• _TRY IT_
Retype the records exactly, including every line.

*** PROVIDED RECORDS ***

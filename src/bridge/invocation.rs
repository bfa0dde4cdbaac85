//! One in-flight bridge call, from issuance to its single completion
//!
//! An invocation is a pair: the [`InvocationHandle`] held by the calling
//! side and the [`Completer`] moved into the native handler. The completer
//! consumes itself on `resolve`/`reject`, so a second completion is
//! unrepresentable, and its `Drop` impl converts an abandoned handler into a
//! rejection. Between the two, every invocation delivers exactly one outcome.

use chrono::{DateTime, Utc};
use std::time::Duration;
use tokio::sync::oneshot;
use tokio::task::AbortHandle;

use crate::shared::error::{BridgeError, ErrorDescriptor};
use crate::shared::types::InvocationId;

type Completion = Result<String, ErrorDescriptor>;

/// Create the handle/completer pair for one invocation.
pub fn channel(
    id: InvocationId,
    module: impl Into<String>,
    method: impl Into<String>,
) -> (InvocationHandle, Completer) {
    let (tx, rx) = oneshot::channel();
    let method = method.into();
    let handle = InvocationHandle {
        rx,
        id,
        module: module.into(),
        method: method.clone(),
        issued_at: Utc::now(),
        abort: None,
    };
    let completer = Completer {
        tx: Some(tx),
        id,
        method,
    };
    (handle, completer)
}

/// The native side of an invocation: fires the rejection or the resolution
/// channel, once.
pub struct Completer {
    tx: Option<oneshot::Sender<Completion>>,
    id: InvocationId,
    method: String,
}

impl Completer {
    pub fn resolve(mut self, result: String) {
        tracing::debug!(id = %self.id, method = %self.method, "invocation resolved");
        self.send(Ok(result));
    }

    pub fn reject(mut self, error: ErrorDescriptor) {
        tracing::debug!(id = %self.id, method = %self.method, code = %error.code, "invocation rejected");
        self.send(Err(error));
    }

    fn send(&mut self, completion: Completion) {
        if let Some(tx) = self.tx.take() {
            // The caller may have cancelled and dropped its handle; the
            // completion is still considered delivered.
            if tx.send(completion).is_err() {
                tracing::debug!(id = %self.id, "caller gone before completion delivery");
            }
        }
    }
}

impl Drop for Completer {
    fn drop(&mut self) {
        // A handler that returns or unwinds without completing must not
        // leave the caller suspended forever.
        if self.tx.is_some() {
            tracing::warn!(id = %self.id, method = %self.method, "handler dropped completer without completing");
            self.send(Err(BridgeError::HandlerDropped.into()));
        }
    }
}

/// The calling side of an invocation: a single-resolution asynchronous value.
#[must_use = "the invocation's outcome is only observable through this handle"]
pub struct InvocationHandle {
    rx: oneshot::Receiver<Completion>,
    id: InvocationId,
    module: String,
    method: String,
    issued_at: DateTime<Utc>,
    abort: Option<AbortHandle>,
}

impl InvocationHandle {
    pub fn id(&self) -> InvocationId {
        self.id
    }

    pub fn module(&self) -> &str {
        &self.module
    }

    pub fn method(&self) -> &str {
        &self.method
    }

    pub fn issued_at(&self) -> DateTime<Utc> {
        self.issued_at
    }

    pub(crate) fn set_abort(&mut self, abort: AbortHandle) {
        self.abort = Some(abort);
    }

    /// Suspend until the invocation's single completion arrives.
    pub async fn outcome(self) -> Completion {
        match self.rx.await {
            Ok(completion) => completion,
            // Unreachable while the Completer drop guard holds, but the
            // contract forbids leaving the caller without a terminal outcome.
            Err(_) => Err(BridgeError::HandlerDropped.into()),
        }
    }

    /// Like [`outcome`](Self::outcome), with a caller-side deadline. On
    /// elapse the worker task is aborted and a `deadline_elapsed` rejection
    /// is returned.
    pub async fn outcome_within(self, deadline: Duration) -> Completion {
        let InvocationHandle { rx, id, abort, .. } = self;
        match tokio::time::timeout(deadline, rx).await {
            Ok(Ok(completion)) => completion,
            Ok(Err(_)) => Err(BridgeError::HandlerDropped.into()),
            Err(_) => {
                tracing::debug!(id = %id, "caller deadline elapsed, aborting worker");
                if let Some(abort) = abort {
                    abort.abort();
                }
                Err(BridgeError::DeadlineElapsed.into())
            }
        }
    }

    /// Cancel the invocation: abort the worker task and take the terminal
    /// outcome immediately. If the worker completed before the cancel won
    /// the race, that completion is returned; otherwise a `cancelled`
    /// rejection is.
    pub fn cancel(self) -> Completion {
        tracing::debug!(id = %self.id, method = %self.method, "invocation cancelled by caller");
        let InvocationHandle { mut rx, abort, .. } = self;
        if let Some(abort) = abort {
            abort.abort();
        }
        match rx.try_recv() {
            Ok(completion) => completion,
            Err(_) => Err(BridgeError::Cancelled.into()),
        }
    }
}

***

• _REPLY_
filename src/bridge/invocation.rs
repository bfa0dde4cdbaac85
//! One in-flight bridge call, from issuance to its single completion
//!
//! An invocation is a pair: the [`InvocationHandle`] held by the calling
//! side and the [`Completer`] moved into the native handler. The completer
//! consumes itself on `resolve`/`reject`, so a second completion is
//! unrepresentable, and its `Drop` impl converts an abandoned handler into a
//! rejection. Between the two, every invocation delivers exactly one outcome.

use chrono::{DateTime, Utc};
use std::time::Duration;
use tokio::sync::oneshot;
use tokio::task::AbortHandle;

use crate::shared::error::{BridgeError, ErrorDescriptor};
use crate::shared::types::InvocationId;

type Completion = Result<String, ErrorDescriptor>;

/// Create the handle/completer pair for one invocation.
pub fn channel(
    id: InvocationId,
    module: impl Into<String>,
    method: impl Into<String>,
) -> (InvocationHandle, Completer) {
    let (tx, rx) = oneshot::channel();
    let method = method.into();
    let handle = InvocationHandle {
        rx,
        id,
        module: module.into(),
        method: method.clone(),
        issued_at: Utc::now(),
        abort: None,
    };
    let completer = Completer {
        tx: Some(tx),
        id,
        method,
    };
    (handle, completer)
}

/// The native side of an invocation: fires the rejection or the resolution
/// channel, once.
pub struct Completer {
    tx: Option<oneshot::Sender<Completion>>,
    id: InvocationId,
    method: String,
}

impl Completer {
    pub fn resolve(mut self, result: String) {
        tracing::debug!(id = %self.id, method = %self.method, "invocation resolved");
        self.send(Ok(result));
    }

    pub fn reject(mut self, error: ErrorDescriptor) {
        tracing::debug!(id = %self.id, method = %self.method, code = %error.code, "invocation rejected");
        self.send(Err(error));
    }

    fn send(&mut self, completion: Completion) {
        if let Some(tx) = self.tx.take() {
            // The caller may have cancelled and dropped its handle; the
            // completion is still considered delivered.
            if tx.send(completion).is_err() {
                tracing::debug!(id = %self.id, "caller gone before completion delivery");
            }
        }
    }
}

impl Drop for Completer {
    fn drop(&mut self) {
        // A handler that returns or unwinds without completing must not
        // leave the caller suspended forever.
        if self.tx.is_some() {
            tracing::warn!(id = %self.id, method = %self.method, "handler dropped completer without completing");
            self.send(Err(BridgeError::HandlerDropped.into()));
        }
    }
}

/// The calling side of an invocation: a single-resolution asynchronous value.
#[must_use = "the invocation's outcome is only observable through this handle"]
pub struct InvocationHandle {
    rx: oneshot::Receiver<Completion>,
    id: InvocationId,
    module: String,
    method: String,
    issued_at: DateTime<Utc>,
    abort: Option<AbortHandle>,
}

impl InvocationHandle {
    pub fn id(&self) -> InvocationId {
        self.id
    }

    pub fn module(&self) -> &str {
        &self.module
    }

    pub fn method(&self) -> &str {
        &self.method
    }

    pub fn issued_at(&self) -> DateTime<Utc> {
        self.issued_at
    }

    pub(crate) fn set_abort(&mut self, abort: AbortHandle) {
        self.abort = Some(abort);
    }

    /// Suspend until the invocation's single completion arrives.
    pub async fn outcome(self) -> Completion {
        match self.rx.await {
            Ok(completion) => completion,
            // Unreachable while the Completer drop guard holds, but the
            // contract forbids leaving the caller without a terminal outcome.
            Err(_) => Err(BridgeError::HandlerDropped.into()),
        }
    }

    /// Like [`outcome`](Self::outcome), with a caller-side deadline. On
    /// elapse the worker task is aborted and a `deadline_elapsed` rejection
    /// is returned.
    pub async fn outcome_within(self, deadline: Duration) -> Completion {
        let InvocationHandle { rx, id, abort, .. } = self;
        match tokio::time::timeout(deadline, rx).await {
            Ok(Ok(completion)) => completion,
            Ok(Err(_)) => Err(BridgeError::HandlerDropped.into()),
            Err(_) => {
                tracing::debug!(id = %id, "caller deadline elapsed, aborting worker");
                if let Some(abort) = abort {
                    abort.abort();
                }
                Err(BridgeError::DeadlineElapsed.into())
            }
        }
    }

    /// Cancel the invocation: abort the worker task and take the terminal
    /// outcome immediately. If the worker completed before the cancel won
    /// the race, that completion is returned; otherwise a `cancelled`
    /// rejection is.
    pub fn cancel(self) -> Completion {
        tracing::debug!(id = %self.id, method = %self.method, "invocation cancelled by caller");
        let InvocationHandle { mut rx, abort, .. } = self;
        if let Some(abort) = abort {
            abort.abort();
        }
        match rx.try_recv() {
            Ok(completion) => completion,
            Err(_) => Err(BridgeError::Cancelled.into()),
        }
    }
}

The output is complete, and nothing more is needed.